// =============================================================================
// Media engine
// =============================================================================

#[tokio::test]
async fn test_media_conversion_before_load_is_rejected() {
    let harness = TestHarness::new();
    let dispatcher = harness.dispatcher(ConversionCategory::Audio);
    assert_ok!(dispatcher.select_file(fixtures::flac_file()).await);
    assert_ok!(dispatcher.select_format("mp3").await);

    let err = dispatcher.convert().await.unwrap_err();
    assert!(matches!(
        err,
        DispatchError::EngineNotReady {
            state: EngineLoadState::NotRequested
        }
    ));
    assert_eq!(dispatcher.state().await, DispatchState::Ready);
    assert!(harness.engine.executions().await.is_empty());
}

#[tokio::test]
async fn test_media_conversion_produces_result() {
    let harness = TestHarness::new();
    harness.engine.set_output(b"ID3 fake mp3".to_vec()).await;

    let dispatcher = harness.dispatcher(ConversionCategory::Audio);
    assert_ok!(dispatcher.prepare().await);
    assert_ok!(dispatcher.select_file(fixtures::flac_file()).await);
    assert_ok!(dispatcher.select_format("mp3").await);
    assert_ok!(dispatcher.convert().await);

    let result = dispatcher.take_result().await.unwrap();
    assert_eq!(result.data, b"ID3 fake mp3");
    assert_eq!(result.mime_type, "audio/mpeg");
    assert_eq!(result.file_name, "converted.mp3");
    assert!(dispatcher.take_result().await.is_none());

    let executions = harness.engine.executions().await;
    assert_eq!(
        executions[0],
        vec!["-i", "track.flac", "-q:a", "0", "output.mp3"]
    );
    // Input and output buffers are released after each transcode
    assert!(harness.engine.buffer_names().await.is_empty());
}

#[tokio::test]
async fn test_video_uses_fixed_encoder_settings() {
    let harness = TestHarness::new();
    let dispatcher = harness.dispatcher(ConversionCategory::Video);
    assert_ok!(dispatcher.prepare().await);
    assert_ok!(dispatcher.select_file(MemoryFile::new("clip.mov", b"moov".to_vec())).await);
    assert_ok!(dispatcher.select_format("mp4").await);
    assert_ok!(dispatcher.convert().await);

    let args = &harness.engine.executions().await[0];
    assert_eq!(
        args,
        &vec![
            "-i", "clip.mov", "-c:v", "libx264", "-preset", "fast", "-crf", "22", "-c:a", "aac",
            "output.mp4"
        ]
    );
}

#[tokio::test]
async fn test_concurrent_prepare_loads_engine_once() {
    let harness = TestHarness::new();
    harness
        .engine
        .set_load_delay(Duration::from_millis(50))
        .await;

    let image = harness.dispatcher(ConversionCategory::Image);
    let audio = harness.dispatcher(ConversionCategory::Audio);
    let video = harness.dispatcher(ConversionCategory::Video);

    let (a, b, c) = tokio::join!(image.prepare(), audio.prepare(), video.prepare());
    assert_ok!(a);
    assert_ok!(b);
    assert_ok!(c);

    assert_eq!(harness.engine.load_count().await, 1);
    assert_eq!(
        harness.session.media().load_state().await,
        EngineLoadState::Ready
    );

    // Ready is sticky
    assert_ok!(image.prepare().await);
    assert_eq!(harness.engine.load_count().await, 1);
}

#[tokio::test]
async fn test_prepare_is_noop_for_text_categories() {
    let harness = TestHarness::new();
    let dispatcher = harness.dispatcher(ConversionCategory::Subtitle);

    assert_ok!(dispatcher.prepare().await);
    assert_eq!(harness.engine.load_count().await, 0);
    assert!(dispatcher.snapshot().await.engine.is_none());
}

#[tokio::test]
async fn test_load_failure_then_retry() {
    let harness = TestHarness::new();
    harness.engine.fail_next_load("wasm unavailable").await;

    let dispatcher = harness.dispatcher(ConversionCategory::Image);
    let err = dispatcher.prepare().await.unwrap_err();
    assert!(matches!(
        err,
        DispatchError::Conversion(ConverterError::EngineLoadFailed { .. })
    ));
    assert_eq!(
        dispatcher.snapshot().await.engine,
        Some(EngineLoadState::Failed)
    );
    assert!(harness
        .session
        .media()
        .load_error()
        .await
        .unwrap()
        .contains("wasm unavailable"));

    assert_ok!(dispatcher.select_file(fixtures::png_file()).await);
    assert_ok!(dispatcher.select_format("jpg").await);
    let err = dispatcher.convert().await.unwrap_err();
    assert!(matches!(
        err,
        DispatchError::EngineNotReady {
            state: EngineLoadState::Failed
        }
    ));

    assert_ok!(dispatcher.prepare().await);
    assert_ok!(dispatcher.convert().await);
    assert_eq!(harness.engine.load_count().await, 2);
}

#[tokio::test]
async fn test_transcode_failure_then_retry() {
    let harness = TestHarness::new();
    harness
        .engine
        .set_next_exec_error(ConverterError::transcode_failed("Unknown encoder", None))
        .await;

    let dispatcher = harness.dispatcher(ConversionCategory::Image);
    assert_ok!(dispatcher.prepare().await);
    assert_ok!(dispatcher.select_file(fixtures::png_file()).await);
    assert_ok!(dispatcher.select_format("avif").await);

    let err = dispatcher.convert().await.unwrap_err();
    assert!(!err.is_rejection());
    assert_eq!(dispatcher.state().await, DispatchState::Error);
    assert!(dispatcher
        .error_message()
        .await
        .unwrap()
        .contains("Unknown encoder"));
    assert!(harness.engine.buffer_names().await.is_empty());

    // Error is terminal until the format is chosen again
    assert_err!(dispatcher.convert().await);
    assert_ok!(dispatcher.select_format("avif").await);
    assert!(dispatcher.error_message().await.is_none());
    assert_ok!(dispatcher.convert().await);
    assert_eq!(dispatcher.state().await, DispatchState::Done);
}

#[tokio::test]
async fn test_conversion_during_engine_load_is_rejected() {
    let harness = TestHarness::new();
    harness
        .engine
        .set_load_delay(Duration::from_millis(100))
        .await;

    let dispatcher = Arc::new(harness.dispatcher(ConversionCategory::Image));
    assert_ok!(dispatcher.select_file(fixtures::png_file()).await);
    assert_ok!(dispatcher.select_format("jpg").await);

    let loading = {
        let dispatcher = Arc::clone(&dispatcher);
        tokio::spawn(async move { dispatcher.prepare().await })
    };
    tokio::time::sleep(Duration::from_millis(10)).await;
    assert_eq!(
        harness.session.media().load_state().await,
        EngineLoadState::Loading
    );

    let err = dispatcher.convert().await.unwrap_err();
    assert!(matches!(
        err,
        DispatchError::EngineNotReady {
            state: EngineLoadState::Loading
        }
    ));
    assert!(err.is_rejection());
    assert_eq!(dispatcher.state().await, DispatchState::Ready);
    assert!(harness.engine.executions().await.is_empty());

    // Once the load lands the same selection converts
    assert_ok!(loading.await.unwrap());
    assert_ok!(dispatcher.convert().await);
    assert_eq!(dispatcher.state().await, DispatchState::Done);
}

#[tokio::test]
async fn test_dropped_conversion_can_be_retried() {
    let harness = TestHarness::new();
    harness.slow_exec(4).await;

    let dispatcher = harness.dispatcher(ConversionCategory::Image);
    assert_ok!(dispatcher.prepare().await);
    assert_ok!(dispatcher.select_file(fixtures::png_file()).await);
    assert_ok!(dispatcher.select_format("webp").await);

    let abandoned =
        tokio::time::timeout(Duration::from_millis(30), dispatcher.convert()).await;
    assert!(abandoned.is_err(), "conversion should still be running");

    // Buffer release runs on a spawned task
    tokio::time::sleep(Duration::from_millis(20)).await;
    assert_eq!(dispatcher.state().await, DispatchState::Error);
    assert!(dispatcher
        .error_message()
        .await
        .unwrap()
        .contains("cancelled"));
    assert!(harness.engine.buffer_names().await.is_empty());

    harness.engine.set_step_delay(Duration::from_millis(1)).await;
    assert_ok!(dispatcher.select_format("webp").await);
    assert_ok!(dispatcher.convert().await);
    assert_eq!(dispatcher.state().await, DispatchState::Done);
    assert_eq!(harness.engine.executions().await.len(), 2);
    assert!(harness.engine.buffer_names().await.is_empty());
}

#[tokio::test]
async fn test_shutdown_releases_engine() {
    let harness = TestHarness::new();
    let dispatcher = harness.dispatcher(ConversionCategory::Image);
    assert_ok!(dispatcher.prepare().await);

    harness.session.shutdown().await;
    assert_eq!(harness.engine.terminate_count().await, 1);
    assert_eq!(
        harness.session.media().load_state().await,
        EngineLoadState::NotRequested
    );
}

// =============================================================================
// Progress
// =============================================================================

#[tokio::test]
async fn test_progress_is_monotonic_and_ends_at_100() {
    let harness = TestHarness::new();
    harness
        .engine
        .set_progress_steps(vec![0.1, 0.4, 0.3, 0.75, 1.0])
        .await;

    let dispatcher = harness.dispatcher(ConversionCategory::Audio);
    assert_ok!(dispatcher.prepare().await);
    assert_ok!(dispatcher.select_file(fixtures::flac_file()).await);
    assert_ok!(dispatcher.select_format("ogg").await);

    let mut rx = dispatcher.subscribe_progress();
    let collector = tokio::spawn(async move {
        let mut seen = Vec::new();
        while rx.changed().await.is_ok() {
            let value = *rx.borrow_and_update();
            seen.push(value);
            if value == 100 {
                break;
            }
        }
        seen
    });

    assert_ok!(dispatcher.convert().await);
    let seen = collector.await.unwrap();

    assert_eq!(seen.last(), Some(&100));
    assert!(seen.windows(2).all(|w| w[0] <= w[1]), "progress went backwards: {:?}", seen);
    assert_eq!(dispatcher.progress(), 100);
}

#[tokio::test]
async fn test_progress_resets_for_next_conversion() {
    let harness = TestHarness::new();
    let dispatcher = Arc::new(harness.dispatcher(ConversionCategory::Audio));
    assert_ok!(dispatcher.prepare().await);
    assert_ok!(dispatcher.select_file(fixtures::flac_file()).await);
    assert_ok!(dispatcher.select_format("wav").await);
    assert_ok!(dispatcher.convert().await);
    assert_eq!(dispatcher.progress(), 100);

    harness.slow_exec(4).await;
    assert_ok!(dispatcher.select_format("wav").await);
    let running = {
        let dispatcher = Arc::clone(&dispatcher);
        tokio::spawn(async move { dispatcher.convert().await })
    };

    tokio::time::sleep(Duration::from_millis(20)).await;
    assert!(dispatcher.progress() < 100);

    assert_ok!(running.await.unwrap());
    assert_eq!(dispatcher.progress(), 100);
}

#[tokio::test]
async fn test_text_conversion_reports_staged_progress() {
    let harness = TestHarness::new();
    let dispatcher = harness.dispatcher(ConversionCategory::Subtitle);
    assert_ok!(dispatcher.select_file(fixtures::srt_file()).await);
    assert_ok!(dispatcher.select_format("vtt").await);

    assert_ok!(dispatcher.convert().await);
    assert_eq!(dispatcher.progress(), 100);
    assert_eq!(dispatcher.snapshot().await.progress, 100);
}

// =============================================================================
// Text and passthrough conversions
// =============================================================================

#[tokio::test]
async fn test_subtitle_srt_to_vtt() {
    let harness = TestHarness::new();
    let dispatcher = harness.dispatcher(ConversionCategory::Subtitle);
    assert_ok!(dispatcher.select_file(fixtures::srt_file()).await);
    assert_ok!(dispatcher.select_format("vtt").await);
    assert_ok!(dispatcher.convert().await);

    let result = dispatcher.result().await.unwrap();
    assert_eq!(String::from_utf8(result.data).unwrap(), fixtures::SAMPLE_VTT);
    assert_eq!(result.mime_type, "text/vtt");
    assert_eq!(result.file_name, "converted.vtt");
    assert_eq!(harness.engine.load_count().await, 0);
}
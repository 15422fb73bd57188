//! Observer registry shared by store implementations.

use std::sync::atomic::{AtomicU64, Ordering};
use std::sync::{Arc, Weak};

use crossbeam::channel::Sender;
use parking_lot::Mutex;
use rustc_hash::FxHashMap;

use super::StoreEvent;
use crate::path::is_within;

struct Observer {
    root: String,
    sink: Sender<StoreEvent>,
}

/// Subtree subscriptions keyed by an opaque id.
#[derive(Default)]
pub struct Observers {
    next_id: AtomicU64,
    entries: Mutex<FxHashMap<u64, Observer>>,
}

impl Observers {
    pub fn new() -> Arc<Self> {
        Arc::new(Self::default())
    }

    /// Subscribe `sink` to `root`. The subscription lives as long as the handle.
    pub fn register(self: &Arc<Self>, root: &str, sink: Sender<StoreEvent>) -> Observation {
        let id = self.next_id.fetch_add(1, Ordering::Relaxed);
        self.entries.lock().insert(
            id,
            Observer {
                root: root.to_string(),
                sink,
            },
        );
        Observation {
            id,
            root: root.to_string(),
            registry: Arc::downgrade(self),
        }
    }

    /// Fan an event out to every observer whose root covers its path.
    ///
    /// Observers whose receiver is gone are dropped.
    pub fn dispatch(&self, event: &StoreEvent) {
        let mut entries = self.entries.lock();
        entries.retain(|_, observer| {
            if !is_within(&event.path, &observer.root) {
                return true;
            }
            observer.sink.send(event.clone()).is_ok()
        });
    }

    pub fn len(&self) -> usize {
        self.entries.lock().len()
    }

    pub fn is_empty(&self) -> bool {
        self.len() == 0
    }

    fn remove(&self, id: u64) {
        self.entries.lock().remove(&id);
    }
}

/// Live subscription to a store subtree; dropping it unsubscribes.
pub struct Observation {
    id: u64,
    root: String,
    registry: Weak<Observers>,
}

impl Observation {
    pub fn root(&self) -> &str {
        &self.root
    }
}

impl Drop for Observation {
    fn drop(&mut self) {
        if let Some(registry) = self.registry.upgrade() {
            registry.remove(self.id);
        }
    }
}

impl std::fmt::Debug for Observation {
    fn fmt(&self, f: &mut std::fmt::Formatter<'_>) -> std::fmt::Result {
        f.debug_struct("Observation")
            .field("id", &self.id)
            .field("root", &self.root)
            .finish()
    }
}
//! Group fingerprints using blake3.
//!
//! A fingerprint summarizes everything that decides a group's compiled
//! output: its identity, cache location, compile options, and for every
//! member (in inventory order) its path and modification time. The sweep
//! compares it against the hash stored on the group node.

use std::time::{SystemTime, UNIX_EPOCH};

use crate::error::StoreError;
use crate::group::Group;
use crate::store::ContentStore;

/// A 256-bit content hash (blake3 output).
#[derive(Debug, Clone, Copy, PartialEq, Eq, Hash)]
pub struct ContentHash([u8; 32]);

impl ContentHash {
    /// Create a new ContentHash from raw bytes.
    #[inline]
    pub const fn new(bytes: [u8; 32]) -> Self {
        Self(bytes)
    }

    /// Get the raw bytes.
    #[inline]
    pub const fn as_bytes(&self) -> &[u8; 32] {
        &self.0
    }

    /// Convert to hex string (stored on group nodes).
    pub fn to_hex(self) -> String {
        hex::encode(self.0)
    }

    /// Create from hex string.
    pub fn from_hex(s: &str) -> Option<Self> {
        let bytes = hex::decode(s).ok()?;
        if bytes.len() != 32 {
            return None;
        }
        let mut arr = [0u8; 32];
        arr.copy_from_slice(&bytes);
        Some(Self(arr))
    }
}

impl std::fmt::Display for ContentHash {
    fn fmt(&self, f: &mut std::fmt::Formatter<'_>) -> std::fmt::Result {
        // Display first 16 chars of hex for brevity
        write!(f, "{}", &self.to_hex()[..16])
    }
}

/// Marker hashed in place of a timestamp when a member has vanished.
const MISSING_MEMBER: &[u8] = b"\0missing";

/// Compute the fingerprint of a group's current inventory.
///
/// Every field is length-prefixed so adjacent values cannot run together.
pub fn fingerprint(store: &dyn ContentStore, group: &Group) -> Result<ContentHash, StoreError> {
    let mut hasher = blake3::Hasher::new();
    update_str(&mut hasher, &group.name);
    update_str(&mut hasher, group.cache_path.as_deref().unwrap_or(""));

    // BTreeMap iteration keeps options in sorted order
    hasher.update(&(group.compile_options.len() as u64).to_le_bytes());
    for (compiler, options) in &group.compile_options {
        update_str(&mut hasher, compiler);
        hasher.update(&(options.len() as u64).to_le_bytes());
        for (key, value) in options {
            update_str(&mut hasher, key);
            update_str(&mut hasher, value);
        }
    }

    hasher.update(&(group.members.len() as u64).to_le_bytes());
    for member in &group.members {
        update_str(&mut hasher, member);
        match store.modified(member)? {
            Some(modified) => {
                hasher.update(&timestamp_nanos(modified).to_le_bytes());
            }
            None => {
                hasher.update(MISSING_MEMBER);
            }
        }
    }

    Ok(ContentHash::new(*hasher.finalize().as_bytes()))
}

fn update_str(hasher: &mut blake3::Hasher, value: &str) {
    hasher.update(&(value.len() as u64).to_le_bytes());
    hasher.update(value.as_bytes());
}

fn timestamp_nanos(time: SystemTime) -> i128 {
    match time.duration_since(UNIX_EPOCH) {
        Ok(after) => after.as_nanos() as i128,
        Err(before) => -(before.duration().as_nanos() as i128),
    }
}
//! Store path helpers and cache path resolution.
//!
//! Store paths are absolute, `/`-separated strings. They never touch the
//! host filesystem here; `FsStore` maps them onto a directory.

use crate::compiler::Compiler;
use crate::group::Group;

// ============================================================================
// Path helpers
// ============================================================================

/// Extension of the last path segment, without the dot.
pub fn extension(path: &str) -> Option<&str> {
    let name = file_name(path);
    let dot = name.rfind('.')?;
    (dot > 0 && dot + 1 < name.len()).then(|| &name[dot + 1..])
}

/// Last segment of a path.
pub fn file_name(path: &str) -> &str {
    path.rsplit('/').next().unwrap_or(path)
}

/// Replace the trailing extension with `ext`, or append it if there is none.
pub fn swap_extension(path: &str, ext: &str) -> String {
    let name_start = path.rfind('/').map_or(0, |i| i + 1);
    let stem_end = match path[name_start..].rfind('.') {
        Some(dot) if dot > 0 => name_start + dot,
        _ => path.len(),
    };
    format!("{}.{}", &path[..stem_end], ext)
}

/// Join a root and a relative path with exactly one separator.
pub fn join(root: &str, rel: &str) -> String {
    let root = root.trim_end_matches('/');
    let rel = rel.trim_start_matches('/');
    format!("{root}/{rel}")
}

/// `path` relative to `base`, without a leading separator.
///
/// Paths outside `base` come back with only their leading `/` removed.
pub fn relative_to<'a>(base: &str, path: &'a str) -> &'a str {
    let base = base.trim_end_matches('/');
    match path.strip_prefix(base) {
        Some(rest) if rest.starts_with('/') => &rest[1..],
        _ => path.trim_start_matches('/'),
    }
}

/// Whether `path` is `root` itself or lies below it.
pub fn is_within(path: &str, root: &str) -> bool {
    let root = root.trim_end_matches('/');
    if root.is_empty() {
        return path.starts_with('/');
    }
    path.strip_prefix(root)
        .is_some_and(|rest| rest.is_empty() || rest.starts_with('/'))
}

/// Parent of a store path; `/` for top-level entries.
pub fn parent(path: &str) -> &str {
    match path.trim_end_matches('/').rfind('/') {
        Some(0) | None => "/",
        Some(i) => &path[..i],
    }
}

// ============================================================================
// PathResolver
// ============================================================================

/// Computes where compiled and consolidated artifacts live.
#[derive(Debug, Clone)]
pub struct PathResolver {
    group_root: String,
}

impl PathResolver {
    /// `group_root` is the cache root for groups without an override.
    pub fn new(group_root: impl Into<String>) -> Self {
        Self {
            group_root: group_root.into(),
        }
    }

    pub fn group_root(&self) -> &str {
        &self.group_root
    }

    /// Cache path of the artifact compiled from `source`.
    ///
    /// Grouped sources land under the group's cache root, keeping their
    /// path relative to the group node. Ungrouped sources are mirrored
    /// below the compiler's own cache root.
    pub fn resolve(&self, source: &str, group: Option<&Group>, compiler: &dyn Compiler) -> String {
        let swapped = swap_extension(source, compiler.output_extension());
        match group {
            Some(group) => join(
                self.cache_root_for(group),
                relative_to(&group.path, &swapped),
            ),
            None => join(compiler.cache_root(), &swapped),
        }
    }

    /// Path of the consolidated `<name>.<ext>` artifact for a group.
    pub fn consolidated(&self, group: &Group, ext: &str) -> String {
        join(
            self.cache_root_for(group),
            &format!("{}.{}", group.name, ext),
        )
    }

    fn cache_root_for<'a>(&'a self, group: &'a Group) -> &'a str {
        group.cache_path.as_deref().unwrap_or(&self.group_root)
    }
}

#[cfg(test)]
mod tests {
    use super::*;
    use crate::compiler::{CompileOptions, SourceDescriptor};
    use crate::config::DEFAULT_GROUP_ROOT;
    use std::collections::BTreeMap;

    struct CoffeeScript {
        cache_root: &'static str,
    }

    impl Compiler for CoffeeScript {
        fn name(&self) -> &str {
            "coffeescript"
        }
        fn output_extension(&self) -> &str {
            "js"
        }
        fn accepts(&self, source: &SourceDescriptor) -> bool {
            source.extension() == Some("coffee")
        }
        fn cache_root(&self) -> &str {
            self.cache_root
        }
        fn compile(&self, source: &[u8], _: &CompileOptions) -> anyhow::Result<Vec<u8>> {
            Ok(source.to_vec())
        }
    }

    fn group(path: &str, cache_path: Option<&str>) -> Group {
        Group {
            name: "test".into(),
            path: path.into(),
            cache_path: cache_path.map(str::to_string),
            compile_options: BTreeMap::new(),
            hash: None,
            members: Vec::new(),
        }
    }

    #[test]
    fn test_swap_extension() {
        assert_eq!(swap_extension("/a/b/test.coffee", "js"), "/a/b/test.js");
        assert_eq!(swap_extension("/a/b.d/test", "js"), "/a/b.d/test.js");
        assert_eq!(swap_extension("/a/.hidden", "css"), "/a/.hidden.css");
        assert_eq!(swap_extension("/a/x.min.less", "css"), "/a/x.min.css");
    }

    #[test]
    fn test_extension() {
        assert_eq!(extension("/a/b.js"), Some("js"));
        assert_eq!(extension("/a.d/b"), None);
        assert_eq!(extension("/a/.hidden"), None);
        assert_eq!(extension("/a/trailing."), None);
    }

    #[test]
    fn test_join_and_relative() {
        assert_eq!(join("/", "a/b.js"), "/a/b.js");
        assert_eq!(join("/cache/", "/a.js"), "/cache/a.js");
        assert_eq!(relative_to("/g", "/g/sub/a.js"), "sub/a.js");
        assert_eq!(relative_to("/g", "/gx/a.js"), "gx/a.js");
    }

    #[test]
    fn test_is_within_and_parent() {
        assert!(is_within("/g/inventory", "/g/inventory"));
        assert!(is_within("/g/inventory/js", "/g/inventory"));
        assert!(!is_within("/g/inventory2", "/g/inventory"));
        assert!(is_within("/anything", "/"));
        assert_eq!(parent("/g/a.js"), "/g");
        assert_eq!(parent("/g"), "/");
    }

    #[test]
    fn test_resolve_with_cache_path_override() {
        let resolver = PathResolver::new(DEFAULT_GROUP_ROOT);
        let compiler = CoffeeScript { cache_root: "/compile/cache" };
        let g = group("/test/group/path", Some("/test/cache/path"));

        let path = resolver.resolve("/test/group/path/test.coffee", Some(&g), &compiler);
        assert_eq!(path, "/test/cache/path/test.js");
    }

    #[test]
    fn test_resolve_with_default_group_root() {
        let resolver = PathResolver::new(DEFAULT_GROUP_ROOT);
        let compiler = CoffeeScript { cache_root: "/compile/cache" };
        let g = group("/test/group/path", None);

        let path = resolver.resolve("/test/group/path/test.coffee", Some(&g), &compiler);
        assert_eq!(path, "/var/webresource/groups/test.js");
    }

    #[test]
    fn test_resolve_without_group() {
        let resolver = PathResolver::new(DEFAULT_GROUP_ROOT);
        let compiler = CoffeeScript { cache_root: "/compile/cache" };

        let path = resolver.resolve("/test/path/test.coffee", None, &compiler);
        assert_eq!(path, "/compile/cache/test/path/test.js");
        // resolving twice yields the same path
        assert_eq!(resolver.resolve("/test/path/test.coffee", None, &compiler), path);
    }

    #[test]
    fn test_consolidated_path() {
        let resolver = PathResolver::new(DEFAULT_GROUP_ROOT);
        assert_eq!(
            resolver.consolidated(&group("/apps/g", None), "js"),
            "/var/webresource/groups/test.js"
        );
        assert_eq!(
            resolver.consolidated(&group("/apps/g", Some("/apps/g/out")), "css"),
            "/apps/g/out/test.css"
        );
    }
}
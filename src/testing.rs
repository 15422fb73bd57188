//! Test compilers shared by the cache and actor tests.

use std::sync::atomic::{AtomicUsize, Ordering};
use std::time::Duration;

use anyhow::bail;

use crate::compiler::{CompileOptions, Compiler, SourceDescriptor};

/// Uppercases its input and counts invocations.
pub struct CountingCompiler {
    name: &'static str,
    input: &'static str,
    output: &'static str,
    cache_root: &'static str,
    delay: Duration,
    fail_on: Option<&'static str>,
    calls: AtomicUsize,
}

impl CountingCompiler {
    pub fn new(name: &'static str, input: &'static str, output: &'static str) -> Self {
        Self {
            name,
            input,
            output,
            cache_root: "/var/compiled",
            delay: Duration::ZERO,
            fail_on: None,
            calls: AtomicUsize::new(0),
        }
    }

    /// `coffee` → `js`
    pub fn coffee() -> Self {
        Self::new("coffeescript", "coffee", "js")
    }

    /// `less` → `css`
    pub fn less() -> Self {
        Self::new("less", "less", "css")
    }

    /// Sleep inside every compile, widening race windows.
    pub fn with_delay(mut self, delay: Duration) -> Self {
        self.delay = delay;
        self
    }

    /// Fail for sources whose content contains `marker`.
    pub fn failing_on(mut self, marker: &'static str) -> Self {
        self.fail_on = Some(marker);
        self
    }

    pub fn calls(&self) -> usize {
        self.calls.load(Ordering::SeqCst)
    }
}

impl Compiler for CountingCompiler {
    fn name(&self) -> &str {
        self.name
    }

    fn output_extension(&self) -> &str {
        self.output
    }

    fn accepts(&self, source: &SourceDescriptor) -> bool {
        source.extension() == Some(self.input)
    }

    fn cache_root(&self) -> &str {
        self.cache_root
    }

    fn compile(&self, source: &[u8], options: &CompileOptions) -> anyhow::Result<Vec<u8>> {
        self.calls.fetch_add(1, Ordering::SeqCst);
        if !self.delay.is_zero() {
            std::thread::sleep(self.delay);
        }
        let text = String::from_utf8_lossy(source);
        if let Some(marker) = self.fail_on
            && text.contains(marker)
        {
            bail!("syntax error in {}", options.source_path());
        }
        Ok(text.to_uppercase().into_bytes())
    }
}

════════

- Directions
The response must contain each line above that holds the string "Unknown".

- Reply to the task
        .set_next_exec_error(ConverterError::transcode_failed("Unknown encoder", None))
        .contains("Unknown encoder"));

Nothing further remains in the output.